**Instructions to follow**
Scan the data below and give the number of lines that include the word "join", with no other words.

**Data extracts**
------------------------------------------------------------------------

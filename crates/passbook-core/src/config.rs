//! Passbook configuration

use serde::{Deserialize, Serialize};
use std::ffi::OsString;
use std::io;
use std::path::{Path, PathBuf};

use crate::error::CoreError;
use crate::Result;

const DATA_FILE: &str = "data.json";
const CONFIG_FILE: &str = "config.json";
const DEFAULT_EMAIL: &str = "example@email.com";

#[derive(Debug, Clone, PartialEq, Eq, Serialize, Deserialize)]
#[serde(default)]
pub struct Config {
    /// Path to the JSON data file
    pub data_file: PathBuf,
    /// Email offered when none is given
    pub default_email: String,
}

impl Config {
    pub fn new(data_dir: PathBuf) -> Self {
        Self {
            data_file: data_dir.join(DATA_FILE),
            default_email: DEFAULT_EMAIL.to_string(),
        }
    }

    pub fn data_dir() -> PathBuf {
        platform_data_dir()
            .map(|d| d.join("Passbook"))
            .unwrap_or_else(|| PathBuf::from(".passbook"))
    }

    /// Default location of the config file
    pub fn default_path() -> PathBuf {
        Self::data_dir().join(CONFIG_FILE)
    }

    /// Load configuration from a JSON file.
    ///
    /// A missing file gives the defaults. Keys left out of the file keep
    /// their default values.
    pub fn load(path: &Path) -> Result<Self> {
        let content = match std::fs::read_to_string(path) {
            Ok(content) => content,
            Err(e) if e.kind() == io::ErrorKind::NotFound => {
                tracing::debug!(path = %path.display(), "No config file, using defaults");
                return Ok(Self::default());
            }
            Err(e) => {
                return Err(CoreError::Config(format!(
                    "cannot read {}: {}",
                    path.display(),
                    e
                )))
            }
        };

        serde_json::from_str(&content)
            .map_err(|e| CoreError::Config(format!("invalid {}: {}", path.display(), e)))
    }

    pub fn with_data_file(mut self, data_file: PathBuf) -> Self {
        self.data_file = data_file;
        self
    }
}

impl Default for Config {
    fn default() -> Self {
        Self::new(Self::data_dir())
    }
}

/// Per-user data directory of the platform, before the `Passbook` suffix
fn platform_data_dir() -> Option<PathBuf> {
    if cfg!(windows) {
        env_dir("LOCALAPPDATA")
    } else if cfg!(target_os = "macos") {
        env_dir("HOME").map(|home| home.join("Library").join("Application Support"))
    } else {
        env_dir("XDG_DATA_HOME")
            .or_else(|| env_dir("HOME").map(|home| home.join(".local").join("share")))
    }
}

fn env_dir(var: &str) -> Option<PathBuf> {
    std::env::var_os(var).and_then(absolute_dir)
}

/// Relative or empty values are ignored so the data file never lands
/// somewhere that depends on the working directory.
fn absolute_dir(value: OsString) -> Option<PathBuf> {
    let path = PathBuf::from(value);
    path.is_absolute().then_some(path)
}
//! Interactive prompts

use std::io::{self, BufRead, Write};

/// Source of input that must not be echoed
pub trait SecretInput {
    fn read_secret(&mut self) -> io::Result<String>;
}

/// Reads from the controlling terminal with echo turned off
pub struct Terminal;

impl SecretInput for Terminal {
    fn read_secret(&mut self) -> io::Result<String> {
        rpassword::read_password()
    }
}

/// Ask a yes/no question. Only `y` or `yes` count as approval; anything
/// else, including end of input, is a refusal.
pub fn confirm<R: BufRead, W: Write>(input: &mut R, out: &mut W, message: &str) -> io::Result<bool> {
    write!(out, "{message} [y/N]: ")?;
    out.flush()?;

    let answer = read_line(input)?;
    Ok(matches!(answer.trim().to_ascii_lowercase().as_str(), "y" | "yes"))
}

/// Prompt for a secret without echoing it
pub fn ask_secret<S: SecretInput, W: Write>(
    secret: &mut S,
    out: &mut W,
    label: &str,
) -> io::Result<String> {
    write!(out, "{label}: ")?;
    out.flush()?;

    secret.read_secret()
}

fn read_line<R: BufRead>(input: &mut R) -> io::Result<String> {
    let mut line = String::new();
    input.read_line(&mut line)?;
    let trimmed = line.trim_end_matches(&['\r', '\n'][..]).len();
    line.truncate(trimmed);
    Ok(line)
}

#[cfg(test)]
mod tests {
    use super::*;
    use crate::commands::testing::ScriptedSecret;
    use std::io::Cursor;

    fn confirm_with(answer: &str) -> bool {
        let mut input = Cursor::new(answer.as_bytes().to_vec());
        let mut out = Vec::new();
        confirm(&mut input, &mut out, "Save?").unwrap()
    }

    #[test]
    fn test_confirm_accepts_yes() {
        assert!(confirm_with("y\n"));
        assert!(confirm_with("YES\r\n"));
        assert!(confirm_with("  Yes  \n"));
    }

    #[test]
    fn test_confirm_refuses_everything_else() {
        assert!(!confirm_with("n\n"));
        assert!(!confirm_with("\n"));
        assert!(!confirm_with("sure\n"));
        assert!(!confirm_with(""));
    }

    #[test]
    fn test_confirm_writes_prompt() {
        let mut input = Cursor::new(b"y\n".to_vec());
        let mut out = Vec::new();
        confirm(&mut input, &mut out, "Is it okay to save?").unwrap();
        assert_eq!(String::from_utf8(out).unwrap(), "Is it okay to save? [y/N]: ");
    }

    #[test]
    fn test_ask_secret_writes_only_the_label() {
        let mut secret = ScriptedSecret::new("hunter2");
        let mut out = Vec::new();

        assert_eq!(ask_secret(&mut secret, &mut out, "Password").unwrap(), "hunter2");
        assert_eq!(String::from_utf8(out).unwrap(), "Password: ");
    }
}
//! Application state for one CLI invocation
use passbook_core::{Config, Vault};

use crate::clipboard::Clipboard;

pub struct AppState {
    vault: Vault,
    clipboard: Box<dyn Clipboard>,
}

impl AppState {
    pub fn new(config: Config, clipboard: Box<dyn Clipboard>) -> Self {
        Self {
            vault: Vault::new(config),
            clipboard,
        }
    }

    pub fn vault(&self) -> &Vault {
        &self.vault
    }

    pub fn clipboard(&self) -> &dyn Clipboard {
        self.clipboard.as_ref()
    }
}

------------------------------------------------------------------------

**Solved problem**
5